→ **Try it**: Word for word, restate the lines of the material below from its first line through the one containing "RUST_LOG=info or debug)". Omit the rest.

→ **Given data**:
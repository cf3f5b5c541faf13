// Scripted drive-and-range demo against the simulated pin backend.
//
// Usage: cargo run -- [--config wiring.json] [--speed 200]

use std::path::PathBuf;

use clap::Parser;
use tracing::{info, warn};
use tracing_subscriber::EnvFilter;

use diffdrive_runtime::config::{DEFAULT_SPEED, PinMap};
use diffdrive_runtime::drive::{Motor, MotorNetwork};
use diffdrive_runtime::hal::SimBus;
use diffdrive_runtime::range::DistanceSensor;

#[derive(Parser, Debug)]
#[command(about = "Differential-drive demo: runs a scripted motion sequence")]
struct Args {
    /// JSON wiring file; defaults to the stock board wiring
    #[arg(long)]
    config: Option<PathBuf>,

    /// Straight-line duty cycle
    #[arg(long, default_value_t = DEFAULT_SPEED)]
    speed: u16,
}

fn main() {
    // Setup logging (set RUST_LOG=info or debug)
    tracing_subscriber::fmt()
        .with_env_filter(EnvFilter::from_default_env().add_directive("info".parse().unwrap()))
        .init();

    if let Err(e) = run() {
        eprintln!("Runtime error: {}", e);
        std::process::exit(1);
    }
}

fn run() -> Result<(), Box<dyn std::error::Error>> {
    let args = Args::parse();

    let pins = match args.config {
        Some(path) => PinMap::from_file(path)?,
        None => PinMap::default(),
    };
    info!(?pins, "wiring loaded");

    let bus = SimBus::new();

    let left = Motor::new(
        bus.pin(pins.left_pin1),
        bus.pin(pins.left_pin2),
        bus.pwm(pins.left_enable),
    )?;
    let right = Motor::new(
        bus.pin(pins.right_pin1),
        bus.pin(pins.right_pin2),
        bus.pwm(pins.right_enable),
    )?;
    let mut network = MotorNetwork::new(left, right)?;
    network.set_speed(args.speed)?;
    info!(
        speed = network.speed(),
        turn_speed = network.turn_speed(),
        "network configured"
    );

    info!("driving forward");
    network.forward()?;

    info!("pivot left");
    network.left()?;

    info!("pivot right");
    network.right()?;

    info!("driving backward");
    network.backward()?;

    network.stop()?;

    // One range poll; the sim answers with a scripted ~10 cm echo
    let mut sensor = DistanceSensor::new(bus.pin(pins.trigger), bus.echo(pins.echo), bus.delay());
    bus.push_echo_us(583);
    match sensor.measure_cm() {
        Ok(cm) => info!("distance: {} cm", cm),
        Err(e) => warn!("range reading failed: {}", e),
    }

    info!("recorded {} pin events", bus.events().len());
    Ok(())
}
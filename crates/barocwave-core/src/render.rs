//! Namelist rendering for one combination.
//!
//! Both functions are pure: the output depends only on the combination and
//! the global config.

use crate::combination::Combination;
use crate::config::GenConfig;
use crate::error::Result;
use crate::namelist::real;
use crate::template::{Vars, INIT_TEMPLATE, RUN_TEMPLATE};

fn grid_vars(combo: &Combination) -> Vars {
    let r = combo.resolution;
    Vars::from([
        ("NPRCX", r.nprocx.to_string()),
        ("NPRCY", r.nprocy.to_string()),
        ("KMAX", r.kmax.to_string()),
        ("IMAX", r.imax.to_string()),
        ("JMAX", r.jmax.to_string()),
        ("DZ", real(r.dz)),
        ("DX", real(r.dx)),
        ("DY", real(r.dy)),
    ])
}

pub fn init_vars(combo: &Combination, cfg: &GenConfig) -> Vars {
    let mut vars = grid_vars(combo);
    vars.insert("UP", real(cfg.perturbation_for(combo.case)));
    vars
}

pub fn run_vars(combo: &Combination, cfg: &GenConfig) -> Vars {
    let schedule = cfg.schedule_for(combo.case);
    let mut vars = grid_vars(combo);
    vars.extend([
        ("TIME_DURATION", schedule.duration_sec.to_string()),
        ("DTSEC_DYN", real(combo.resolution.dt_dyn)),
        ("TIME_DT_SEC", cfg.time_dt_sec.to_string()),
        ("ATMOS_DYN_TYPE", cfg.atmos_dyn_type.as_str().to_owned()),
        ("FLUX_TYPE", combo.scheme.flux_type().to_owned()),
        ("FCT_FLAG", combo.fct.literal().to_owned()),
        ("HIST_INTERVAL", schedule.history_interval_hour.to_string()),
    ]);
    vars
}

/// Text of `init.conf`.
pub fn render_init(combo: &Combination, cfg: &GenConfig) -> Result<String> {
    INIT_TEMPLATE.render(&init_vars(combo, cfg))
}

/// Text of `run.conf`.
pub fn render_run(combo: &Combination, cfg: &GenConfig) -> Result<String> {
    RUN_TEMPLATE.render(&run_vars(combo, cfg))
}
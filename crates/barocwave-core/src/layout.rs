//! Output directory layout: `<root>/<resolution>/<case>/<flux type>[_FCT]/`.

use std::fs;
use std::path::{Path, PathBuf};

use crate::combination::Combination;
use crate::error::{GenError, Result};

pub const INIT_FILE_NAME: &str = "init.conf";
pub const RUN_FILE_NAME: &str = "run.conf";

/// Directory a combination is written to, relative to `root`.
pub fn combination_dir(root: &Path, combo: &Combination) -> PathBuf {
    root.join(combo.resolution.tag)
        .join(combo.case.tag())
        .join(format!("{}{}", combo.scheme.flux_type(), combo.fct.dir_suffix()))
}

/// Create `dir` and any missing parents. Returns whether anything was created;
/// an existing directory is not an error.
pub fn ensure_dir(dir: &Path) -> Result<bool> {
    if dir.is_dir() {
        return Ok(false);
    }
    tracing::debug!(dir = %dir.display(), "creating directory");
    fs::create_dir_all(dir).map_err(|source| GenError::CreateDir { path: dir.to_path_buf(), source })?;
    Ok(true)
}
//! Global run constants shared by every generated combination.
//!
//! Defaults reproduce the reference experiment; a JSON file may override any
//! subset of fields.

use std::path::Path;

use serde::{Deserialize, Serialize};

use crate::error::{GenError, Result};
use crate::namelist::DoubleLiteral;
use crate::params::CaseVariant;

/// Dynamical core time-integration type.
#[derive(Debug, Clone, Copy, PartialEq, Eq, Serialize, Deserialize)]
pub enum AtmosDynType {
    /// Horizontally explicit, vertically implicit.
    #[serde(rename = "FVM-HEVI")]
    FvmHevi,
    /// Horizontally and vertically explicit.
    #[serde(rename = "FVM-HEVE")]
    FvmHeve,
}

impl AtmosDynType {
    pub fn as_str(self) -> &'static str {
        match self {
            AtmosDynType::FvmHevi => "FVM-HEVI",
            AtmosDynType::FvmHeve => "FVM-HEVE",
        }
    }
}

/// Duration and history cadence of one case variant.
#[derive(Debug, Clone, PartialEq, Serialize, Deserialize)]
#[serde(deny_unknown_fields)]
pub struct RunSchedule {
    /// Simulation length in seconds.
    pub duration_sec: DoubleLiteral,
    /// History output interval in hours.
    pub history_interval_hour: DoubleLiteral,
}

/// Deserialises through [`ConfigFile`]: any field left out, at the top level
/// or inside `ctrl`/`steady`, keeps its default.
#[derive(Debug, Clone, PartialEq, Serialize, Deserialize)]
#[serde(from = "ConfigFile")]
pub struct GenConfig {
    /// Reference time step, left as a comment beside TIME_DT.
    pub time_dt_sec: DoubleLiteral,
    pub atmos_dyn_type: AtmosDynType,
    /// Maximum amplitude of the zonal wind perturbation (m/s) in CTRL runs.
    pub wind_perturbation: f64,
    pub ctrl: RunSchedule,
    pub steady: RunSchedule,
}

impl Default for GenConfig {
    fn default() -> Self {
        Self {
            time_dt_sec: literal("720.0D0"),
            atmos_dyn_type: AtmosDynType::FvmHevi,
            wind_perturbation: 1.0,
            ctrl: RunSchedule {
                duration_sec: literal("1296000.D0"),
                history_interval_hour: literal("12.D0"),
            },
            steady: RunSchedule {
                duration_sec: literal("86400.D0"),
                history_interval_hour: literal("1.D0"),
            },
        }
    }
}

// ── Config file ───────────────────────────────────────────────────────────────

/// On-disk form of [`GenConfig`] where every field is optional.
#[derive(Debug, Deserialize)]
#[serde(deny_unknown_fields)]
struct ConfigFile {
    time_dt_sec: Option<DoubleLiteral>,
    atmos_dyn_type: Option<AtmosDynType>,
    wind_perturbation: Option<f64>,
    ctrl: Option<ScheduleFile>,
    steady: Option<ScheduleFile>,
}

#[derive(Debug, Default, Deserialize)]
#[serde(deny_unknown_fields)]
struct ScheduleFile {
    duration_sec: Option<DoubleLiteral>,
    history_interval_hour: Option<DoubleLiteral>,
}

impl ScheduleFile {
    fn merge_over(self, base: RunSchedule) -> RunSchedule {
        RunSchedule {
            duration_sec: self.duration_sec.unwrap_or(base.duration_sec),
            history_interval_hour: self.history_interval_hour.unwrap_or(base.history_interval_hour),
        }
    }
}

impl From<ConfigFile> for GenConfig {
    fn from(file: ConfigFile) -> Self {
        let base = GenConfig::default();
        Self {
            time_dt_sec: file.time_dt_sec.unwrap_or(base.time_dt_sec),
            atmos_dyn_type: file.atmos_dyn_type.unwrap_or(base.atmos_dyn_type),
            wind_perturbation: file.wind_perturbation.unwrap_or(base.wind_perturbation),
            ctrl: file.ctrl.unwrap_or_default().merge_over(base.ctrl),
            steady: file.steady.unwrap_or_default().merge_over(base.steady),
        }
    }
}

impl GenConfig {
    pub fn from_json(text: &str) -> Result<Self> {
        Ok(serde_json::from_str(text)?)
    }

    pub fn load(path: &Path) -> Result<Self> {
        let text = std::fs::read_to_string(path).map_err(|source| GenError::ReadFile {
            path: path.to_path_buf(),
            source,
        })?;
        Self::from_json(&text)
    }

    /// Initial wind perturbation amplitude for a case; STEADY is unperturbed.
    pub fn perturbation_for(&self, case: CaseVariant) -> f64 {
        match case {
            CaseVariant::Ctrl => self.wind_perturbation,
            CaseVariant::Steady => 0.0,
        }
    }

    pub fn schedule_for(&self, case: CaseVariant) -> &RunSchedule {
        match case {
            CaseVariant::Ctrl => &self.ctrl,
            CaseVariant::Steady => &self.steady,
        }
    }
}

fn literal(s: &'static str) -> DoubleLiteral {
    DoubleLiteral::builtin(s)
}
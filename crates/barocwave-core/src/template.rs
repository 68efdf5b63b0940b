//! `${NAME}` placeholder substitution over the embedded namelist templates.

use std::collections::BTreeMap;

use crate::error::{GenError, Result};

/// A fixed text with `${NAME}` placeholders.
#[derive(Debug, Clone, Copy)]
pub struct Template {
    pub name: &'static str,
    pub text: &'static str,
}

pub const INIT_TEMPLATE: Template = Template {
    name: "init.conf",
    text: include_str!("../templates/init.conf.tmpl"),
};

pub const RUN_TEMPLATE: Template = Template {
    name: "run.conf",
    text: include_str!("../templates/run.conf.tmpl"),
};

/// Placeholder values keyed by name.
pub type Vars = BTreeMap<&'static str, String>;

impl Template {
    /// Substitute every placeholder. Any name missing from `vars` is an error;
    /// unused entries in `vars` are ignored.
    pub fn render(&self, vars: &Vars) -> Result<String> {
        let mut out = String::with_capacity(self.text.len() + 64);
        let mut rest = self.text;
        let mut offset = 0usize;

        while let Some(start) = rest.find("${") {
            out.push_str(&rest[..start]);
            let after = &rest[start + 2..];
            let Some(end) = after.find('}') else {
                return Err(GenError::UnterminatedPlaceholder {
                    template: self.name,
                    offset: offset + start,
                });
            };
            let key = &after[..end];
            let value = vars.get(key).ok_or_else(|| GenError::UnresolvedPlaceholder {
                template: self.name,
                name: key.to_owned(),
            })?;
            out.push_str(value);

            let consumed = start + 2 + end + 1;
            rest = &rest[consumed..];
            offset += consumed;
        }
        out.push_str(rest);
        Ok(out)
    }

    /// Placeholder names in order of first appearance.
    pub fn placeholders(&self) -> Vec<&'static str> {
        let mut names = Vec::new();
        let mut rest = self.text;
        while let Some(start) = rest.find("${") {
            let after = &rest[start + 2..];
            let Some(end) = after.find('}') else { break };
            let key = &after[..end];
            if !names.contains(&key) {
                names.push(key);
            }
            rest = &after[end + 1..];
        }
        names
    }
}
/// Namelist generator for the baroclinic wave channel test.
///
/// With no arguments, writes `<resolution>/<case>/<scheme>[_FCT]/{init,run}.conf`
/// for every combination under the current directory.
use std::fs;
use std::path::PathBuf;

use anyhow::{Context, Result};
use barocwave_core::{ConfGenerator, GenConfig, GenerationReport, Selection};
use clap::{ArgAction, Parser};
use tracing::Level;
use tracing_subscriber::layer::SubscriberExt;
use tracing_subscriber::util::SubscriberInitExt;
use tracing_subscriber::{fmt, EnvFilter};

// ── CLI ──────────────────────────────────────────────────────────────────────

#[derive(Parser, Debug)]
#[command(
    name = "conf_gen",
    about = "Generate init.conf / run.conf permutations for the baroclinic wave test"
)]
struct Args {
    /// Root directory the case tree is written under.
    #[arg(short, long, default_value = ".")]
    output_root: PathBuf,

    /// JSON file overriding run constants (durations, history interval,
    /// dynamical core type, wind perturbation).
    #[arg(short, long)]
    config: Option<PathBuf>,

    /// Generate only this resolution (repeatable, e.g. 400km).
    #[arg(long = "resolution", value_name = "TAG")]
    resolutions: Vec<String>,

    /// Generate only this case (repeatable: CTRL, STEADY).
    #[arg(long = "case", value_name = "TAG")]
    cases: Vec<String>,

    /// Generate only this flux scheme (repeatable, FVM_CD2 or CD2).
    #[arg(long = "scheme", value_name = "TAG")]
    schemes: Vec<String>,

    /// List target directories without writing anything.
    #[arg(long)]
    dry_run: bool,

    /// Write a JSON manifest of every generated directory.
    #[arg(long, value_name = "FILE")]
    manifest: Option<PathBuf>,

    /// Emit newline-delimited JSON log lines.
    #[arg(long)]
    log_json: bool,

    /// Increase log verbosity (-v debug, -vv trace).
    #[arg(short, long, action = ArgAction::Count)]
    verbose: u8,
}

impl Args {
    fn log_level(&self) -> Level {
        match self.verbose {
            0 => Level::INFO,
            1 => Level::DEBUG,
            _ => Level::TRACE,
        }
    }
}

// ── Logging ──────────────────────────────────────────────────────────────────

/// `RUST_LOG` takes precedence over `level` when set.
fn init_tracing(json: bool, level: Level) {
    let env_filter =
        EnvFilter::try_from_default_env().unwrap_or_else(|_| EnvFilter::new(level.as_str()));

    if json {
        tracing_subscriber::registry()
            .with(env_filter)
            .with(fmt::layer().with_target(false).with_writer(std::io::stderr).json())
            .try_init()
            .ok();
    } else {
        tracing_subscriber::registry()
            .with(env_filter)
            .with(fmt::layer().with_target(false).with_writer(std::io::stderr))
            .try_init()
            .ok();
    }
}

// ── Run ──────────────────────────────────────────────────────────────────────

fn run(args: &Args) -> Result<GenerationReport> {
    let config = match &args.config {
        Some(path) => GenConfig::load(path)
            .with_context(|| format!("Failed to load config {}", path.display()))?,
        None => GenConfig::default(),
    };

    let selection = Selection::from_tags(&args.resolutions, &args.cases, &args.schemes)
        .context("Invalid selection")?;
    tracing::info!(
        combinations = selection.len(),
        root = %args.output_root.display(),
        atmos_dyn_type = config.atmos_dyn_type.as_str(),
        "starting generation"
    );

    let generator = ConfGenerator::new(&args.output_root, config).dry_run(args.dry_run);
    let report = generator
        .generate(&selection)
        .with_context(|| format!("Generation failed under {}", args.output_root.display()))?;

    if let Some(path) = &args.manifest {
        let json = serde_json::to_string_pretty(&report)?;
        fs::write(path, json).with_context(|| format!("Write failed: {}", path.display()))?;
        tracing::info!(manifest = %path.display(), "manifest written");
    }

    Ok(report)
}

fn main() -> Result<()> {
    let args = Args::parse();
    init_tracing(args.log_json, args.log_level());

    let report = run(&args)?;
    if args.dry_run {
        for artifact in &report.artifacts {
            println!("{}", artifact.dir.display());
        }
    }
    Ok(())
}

→ **Reply to the exercise**:
repository cf3f5b5c541faf13
// Scripted drive-and-range demo against the simulated pin backend.
//
// Usage: cargo run -- [--config wiring.json] [--speed 200]

use std::path::PathBuf;

use clap::Parser;
use tracing::{info, warn};
use tracing_subscriber::EnvFilter;

use diffdrive_runtime::config::{DEFAULT_SPEED, PinMap};
use diffdrive_runtime::drive::{Motor, MotorNetwork};
use diffdrive_runtime::hal::SimBus;
use diffdrive_runtime::range::DistanceSensor;

#[derive(Parser, Debug)]
#[command(about = "Differential-drive demo: runs a scripted motion sequence")]
struct Args {
    /// JSON wiring file; defaults to the stock board wiring
    #[arg(long)]
    config: Option<PathBuf>,

    /// Straight-line duty cycle
    #[arg(long, default_value_t = DEFAULT_SPEED)]
    speed: u16,
}

fn main() {
    // Setup logging (set RUST_LOG=info or debug)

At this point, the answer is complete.